Nach dem umkämpften 4,5 : 3,5 gegen Bruckmühl in Runde 7 traten wir am 22.03.2026 in der vorletzten Runde der RLSO 26/25 auswärts gegen Starnberg an. Die Starnberger sind eine recht ausgeglichen Mannschaft, die auch immer zu kämpfen weiß, insofern waren wir gewarnt. Für den ausgefallenen Daniel rückte an Brett 8 Oliver Edelmann nach, ansonsten spielten wir in der Stammbesetzung.
Längere Zeit sah es mehr als gut aus für die Gastgeber, einige Bretter bei uns wie z.B. Vladi und Jürgen schienen arg zu wackeln. Plötzlich aber ging es Schlag auf Schlag:
Oliver Edelmann konnte auf Brett 8 mit der Caro-Kann-Verteidigung punkten (Königsangriff + Materialgewinn). Vladi auf Brett 7 hatte wie gesagt, lange unter Druck gestanden, da ein gegnerischer Turm bereits in die weiße Stellung eingedrungen war. Er verteidigte sich aber zäh und konnte seinerseits mit Turm und Springer den schwarzen König zurückwerfen. Nach einer sehr unvorsichtigen Aktionen kam dann das plötzliche aus für den Starnberger: er hatte seine zwei Läufer (eigentlich ein Garant für positionelles Übergewicht so unglücklich hingestellt, dass plötzlich Weiß mit Turm auf 7. Reihe, Springerschach auf f6 und nachfolgendem Läuferschach auf a5 mattsetzen konnte.
An Brett 4 hatte Jürgen in einer ssymmetrischen Englischen Partie (1.c4 e5) unvorsichtigerweise einen Doppelbauern auf f6 zugelassen und Weiß spielte in der Folge durchaus geschickt mit den Schwachpunkten f6 und f5. Ein Qualitätsgewinn für Weiß war die Folge. In der Folge (und in zunehmender Zeitnot) verlor der Starnberger aber den Faden und ließ einen Königsangriff mit Rückgewinn des Materials und anhaltendem Druck zu), was bald zum Sieg von Schwarz führte.
An Brett 3 hatte es Oliver Gesing mit Weiß gegen die moderne Verteidigung (wohl eine Art Gurgendize-Aufbau mit c6, d5, Lg7) zu tun. Schwarz war im Entwicklungsrückstand und Weiß öffnete die Stellung mit c4, worauf die schwarze Bauernstruktur bald zusammenbrach. Am Ende hatte Oliver zwei Bauern mehr bei anhaltendem Figurendruck, was Schwarz zur Aufgabe bewog. Damit stand es bereits 4:0 für uns.
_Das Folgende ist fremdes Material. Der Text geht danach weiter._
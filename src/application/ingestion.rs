use serde::Serialize;
use sha2::{Digest, Sha256};
use std::collections::HashMap;
use std::sync::{Arc, RwLock};
use std::time::Duration;
use tokio::sync::Mutex;
use tracing::{info, instrument};

use crate::application::index::EmbeddingIndex;
use crate::domain::{ports::EmbeddingService, Chunk, Document, DomainError, TextChunker};

#[derive(Debug, Clone, Serialize)]
pub struct DocumentReport {
    pub document_id: String,
    pub chunks: usize,
}

#[derive(Debug, Clone, Serialize)]
pub struct IngestReport {
    pub documents: Vec<DocumentReport>,
    /// Entries that were not already in the index.
    pub added: usize,
    pub total: usize,
}

/// Chunks extracted document text and feeds it into the shared index.
pub struct IngestionService {
    chunker: TextChunker,
    embedding: Arc<dyn EmbeddingService>,
    embed_timeout: Duration,
    index: RwLock<Option<Arc<EmbeddingIndex>>>,
    /// Text digest of every document id committed to the index.
    fingerprints: RwLock<HashMap<String, [u8; 32]>>,
    ingest_lock: Mutex<()>,
}

fn fingerprint(text: &str) -> [u8; 32] {
    Sha256::digest(text.as_bytes()).into()
}

impl IngestionService {
    pub fn new(
        chunker: TextChunker,
        embedding: Arc<dyn EmbeddingService>,
        embed_timeout: Duration,
    ) -> Self {
        Self {
            chunker,
            embedding,
            embed_timeout,
            index: RwLock::new(None),
            fingerprints: RwLock::new(HashMap::new()),
            ingest_lock: Mutex::new(()),
        }
    }

    /// The index built by the first successful ingestion, if any.
    pub fn index(&self) -> Result<Option<Arc<EmbeddingIndex>>, DomainError> {
        Ok(self
            .index
            .read()
            .map_err(|e| DomainError::internal(e.to_string()))?
            .clone())
    }

    #[instrument(skip(self, documents), fields(count = documents.len()))]
    pub async fn ingest(&self, documents: Vec<Document>) -> Result<IngestReport, DomainError> {
        if documents.iter().any(|d| d.id.trim().is_empty()) {
            return Err(DomainError::invalid_input("document id must not be blank"));
        }

        let _ingesting = self.ingest_lock.lock().await;
        let pending = self.check_immutable(&documents)?;

        let mut reports = Vec::with_capacity(documents.len());
        let mut chunks: Vec<Chunk> = Vec::new();
        for doc in &documents {
            let doc_chunks = self.chunker.chunk(doc);
            reports.push(DocumentReport {
                document_id: doc.id.clone(),
                chunks: doc_chunks.len(),
            });
            chunks.extend(doc_chunks);
        }

        let (added, total) = match self.index()? {
            Some(index) => {
                let added = index.add(&chunks).await?;
                (added, index.len().await?)
            }
            None if chunks.is_empty() => (0, 0),
            None => {
                let index = EmbeddingIndex::build_with_timeout(
                    self.embedding.clone(),
                    &chunks,
                    self.embed_timeout,
                )
                .await?;
                let total = index.len().await?;
                *self
                    .index
                    .write()
                    .map_err(|e| DomainError::internal(e.to_string()))? = Some(Arc::new(index));
                (total, total)
            }
        };

        self.fingerprints
            .write()
            .map_err(|e| DomainError::internal(e.to_string()))?
            .extend(pending);

        info!(documents = reports.len(), added, total, "documents ingested");
        Ok(IngestReport {
            documents: reports,
            added,
            total,
        })
    }

    /// Documents are immutable once ingested: a known id must come back with
    /// identical text, including within one batch.
    fn check_immutable(
        &self,
        documents: &[Document],
    ) -> Result<HashMap<String, [u8; 32]>, DomainError> {
        let known = self
            .fingerprints
            .read()
            .map_err(|e| DomainError::internal(e.to_string()))?;

        let mut pending: HashMap<String, [u8; 32]> = HashMap::new();
        for doc in documents {
            let digest = fingerprint(&doc.text);
            let previous = pending.get(&doc.id).or_else(|| known.get(&doc.id));
            if previous.is_some_and(|p| *p != digest) {
                return Err(DomainError::invalid_input(format!(
                    "document {:?} was already ingested with different text",
                    doc.id
                )));
            }
            pending.insert(doc.id.clone(), digest);
        }
        Ok(pending)
    }
}

#[cfg(test)]
mod tests {
    use super::*;
    use crate::domain::ChunkingConfig;
    use crate::infrastructure::HashingEmbedding;
    use crate::testing::FailingEmbedding;

    fn service(embedding: Arc<dyn EmbeddingService>) -> IngestionService {
        let chunker = TextChunker::new(ChunkingConfig::new("\n", 30, 5)).unwrap();
        IngestionService::new(chunker, embedding, Duration::from_secs(5))
    }

    #[tokio::test]
    async fn test_first_ingest_builds_index() {
        let service = service(Arc::new(HashingEmbedding::new(32)));
        assert!(service.index().unwrap().is_none());

        let report = service
            .ingest(vec![
                Document::new("a.txt", "first line of a\nsecond line of a"),
                Document::new("b.txt", "only line of b"),
            ])
            .await
            .unwrap();

        assert_eq!(report.documents.len(), 2);
        assert_eq!(report.documents[1].chunks, 1);
        assert_eq!(report.added, report.total);
        assert!(service.index().unwrap().is_some());
    }

    #[tokio::test]
    async fn test_reingest_adds_nothing() {
        let service = service(Arc::new(HashingEmbedding::new(32)));
        let docs = vec![Document::new("a.txt", "alpha beta gamma\ndelta epsilon")];

        let first = service.ingest(docs.clone()).await.unwrap();
        let second = service.ingest(docs).await.unwrap();

        assert_eq!(second.added, 0);
        assert_eq!(second.total, first.total);
    }

    #[tokio::test]
    async fn test_later_ingest_extends_same_index() {
        let service = service(Arc::new(HashingEmbedding::new(32)));
        service
            .ingest(vec![Document::new("a.txt", "alpha beta")])
            .await
            .unwrap();
        let index = service.index().unwrap().unwrap();

        let report = service
            .ingest(vec![Document::new("b.txt", "gamma delta")])
            .await
            .unwrap();

        assert_eq!(report.added, 1);
        assert_eq!(index.len().await.unwrap(), 2);
    }

    #[tokio::test]
    async fn test_changed_text_under_known_id_is_rejected() {
        let service = service(Arc::new(HashingEmbedding::new(32)));
        service
            .ingest(vec![Document::new("a", "old stuff\nmore text")])
            .await
            .unwrap();
        let index = service.index().unwrap().unwrap();
        let before = index.len().await.unwrap();

        let result = service
            .ingest(vec![Document::new("a", "new stuff\nmore text")])
            .await;

        assert!(matches!(result, Err(DomainError::InvalidInput(_))));
        assert_eq!(index.len().await.unwrap(), before);
    }

    #[tokio::test]
    async fn test_conflicting_ids_in_one_batch_are_rejected() {
        let service = service(Arc::new(HashingEmbedding::new(32)));
        let result = service
            .ingest(vec![
                Document::new("a", "first version"),
                Document::new("a", "second version"),
            ])
            .await;

        assert!(matches!(result, Err(DomainError::InvalidInput(_))));
        assert!(service.index().unwrap().is_none());
    }

    #[tokio::test]
    async fn test_failed_ingest_does_not_claim_the_id() {
        let service = service(Arc::new(FailingEmbedding::new(32)));
        let _ = service.ingest(vec![Document::new("a", "old text")]).await;

        let result = service.ingest(vec![Document::new("a", "new text")]).await;
        assert!(matches!(result, Err(DomainError::EmbeddingService(_))));
    }

    #[tokio::test]
    async fn test_blank_document_id_is_rejected() {
        let service = service(Arc::new(HashingEmbedding::new(32)));
        let result = service.ingest(vec![Document::new(" ", "text")]).await;
        assert!(matches!(result, Err(DomainError::InvalidInput(_))));
    }

    #[tokio::test]
    async fn test_failed_build_leaves_no_index() {
        let service = service(Arc::new(FailingEmbedding::new(32)));
        let result = service
            .ingest(vec![Document::new("a.txt", "some text")])
            .await;

        assert!(matches!(result, Err(DomainError::EmbeddingService(_))));
        assert!(service.index().unwrap().is_none());
    }
}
Zum „Matchwinner“ wurde ich: mein Gegner spielte erwartungsgemäß einen London-Aufbau, wobei ich mit frühem Ld6 und Abtausch der schwarzfeldrigen Läufer dem weißen Angriff frühzeitig die Zähne ziehen wollte. In der Tat sah es nach zwischenzeitlich gut für mich aus, ich übersah dann eine Taktik, womit Weiß in ein eher vorteilhaftes Endspiel abwickeln konnte. Letztlich aber sah Weiß kein Weiterkommen und gab die Partie Remis, wodurch wir bereits als Sieger feststanden.
Solide, aber ungewohnt passiv stellte sich Yaro auf Brett 5 mit Weiß in einer Art Damenbauern- Eröffnung auf, wobei Schwarz das Läuferpaar behielt. Leider konnte ich die Partie nicht ganz zu Ende verfolgen, es muss wohl darauf hinausgelaufen sein, dass Yaro die schwarzen Chancen auf Königsangriff unterschätze und dann aufgeben musste.
An Brett 1 eröffnete Arshak mit den weißen Steinen wie gewohnt mit 1.c4 aber sein Gegner hatte keine Lust auf die englische Verteidigung und wechselte lieber in die Leningrader Variante der
Holländischen Verteidigung. Es sah zunächst durchaus ausgeglichen aus, aber Arshak legte die Schwächen des Schwarzen am Königsflügel gekonnt mit einem Königsangriff bloß. Am Ende
hatte er zwei Figuren mehr bei anhaltendem Angriff.
Nicht zufrieden sein konnte Massimo an Brett zwei, der sich mit den schwarzen Steinen einem
Königsindischen Angriff in der franz. Verteidigung gegenübersah. Es fing schon damit an, dass der an Brett 2 gemeldete Starnberger auch tatsächlich spielte, was in der ganzen Saison noch nicht der Fall gewesen war.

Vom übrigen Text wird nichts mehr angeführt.